Pelayan kemudian datang membawakan sebundel menu. Mata saya lalu tertumbuk pada sederetan menu minuman yang tersedia: dalam kelembutan pagi, sudikah kamu, alam maya, tentang kita, melati suci, rintik hujan, terbunuh sepi, damai.” Persis di bawah nama minuman-minuman itu juga terdapat sebuah penjelasan singkat mengenai perasaan seperti yang nantinya akan datang ketika menyicip minumannya—meminumnya sampai habis.

Tentu saya penasaran. Saya memanggil pelayan lalu mulai memesan semua menu minuman tersebut. Pelayan itu tampak kaget. Sebelum akhirnya patuh, kembali ke balik meja bar untuk mengerjakan pesanan saya.


Kursi di sebelah saya masih tetap kosong. Lounge itu juga tidak terlalu penuh. Saya melirik handphone yang sedari tadi menyala, tidak ada tanda-tanda sms atau telepon. Mungkin dia terlambat.  Pikir saya. Padahal saya sendiri benci menunggu. Tapi sudahlah, bukankah itulah prinsip waktu. Ketika kita “menunggu” kita akan lebih menghargai makna “kedatangan.”

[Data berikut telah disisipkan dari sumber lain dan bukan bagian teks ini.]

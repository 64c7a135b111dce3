//! Repository port for the system-wide processing log.

use crate::taskboard::domain::ProcessingLogEntry;
use async_trait::async_trait;
use std::sync::Arc;
use thiserror::Error;

/// Result type for processing-log repository operations.
pub type ProcessingLogResult<T> = Result<T, ProcessingLogRepositoryError>;

/// Append-only persistence contract for processing-log entries.
///
/// Operation-number uniqueness is checked by the service before appending;
/// the store itself enforces no uniqueness constraint. See the duplicate
/// handling notes on `ProcessingLogService`.
#[async_trait]
pub trait ProcessingLogRepository: Send + Sync {
    /// Returns whether any persisted entry carries the operation number.
    async fn operation_number_exists(&self, operation_number: &str) -> ProcessingLogResult<bool>;

    /// Appends an entry to the log.
    async fn append(&self, entry: &ProcessingLogEntry) -> ProcessingLogResult<()>;

    /// Returns every persisted entry carrying the operation number.
    async fn find_by_operation_number(
        &self,
        operation_number: &str,
    ) -> ProcessingLogResult<Vec<ProcessingLogEntry>>;
}

/// Errors returned by processing-log repository implementations.
#[derive(Debug, Clone, Error)]
pub enum ProcessingLogRepositoryError {
    /// Persistence-layer failure.
    #[error("persistence error: {0}")]
    Persistence(Arc<dyn std::error::Error + Send + Sync>),
}

impl ProcessingLogRepositoryError {
    /// Wraps a persistence error.
    pub fn persistence(err: impl std::error::Error + Send + Sync + 'static) -> Self {
        Self::Persistence(Arc::new(err))
    }
}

Pelayan itu telah kembali. Kini di hadapan saya sudah hadir delapan racikan minuman dengan warna-warni yang berbeda. Ia lalu menjelaskan mereka satu per satu. Saya tergoda untuk langsung menyicip melati suci, sekilas ujung lidah saya tidak merasa apa-apa. Tetapi ternyata ada gairah tersembunyi menyembul pada pertengahan dan akhir. Dengan rasa yang berubah-ubah. Seperti magical fruits, mengubah lidah saya yang tadinya asam menjadi manis. 

Saya lalu mencoba rintik hujan meneguknya dan merasakan cairannya turun ke dalam tenggorokan. Persis seperti meminum hujan, ada kesan tegas lalu dingin yang terpelanting kemudian menyisa sunyi panjang di akhir. 

terbunuh sepi, pun tak luput saya icip. Rasanya begitu misterius. Seperti langkah-langkah orang di ujung jalan gelap, sepi, mencari cahaya. Mencari peluk untuk pulang. Dan sepanjang jalan itu, ia menyimpan tanya. Tanya yang dingin. Yang belum tentu ada jawaban. Selesai menyicipnya, saya bergidik.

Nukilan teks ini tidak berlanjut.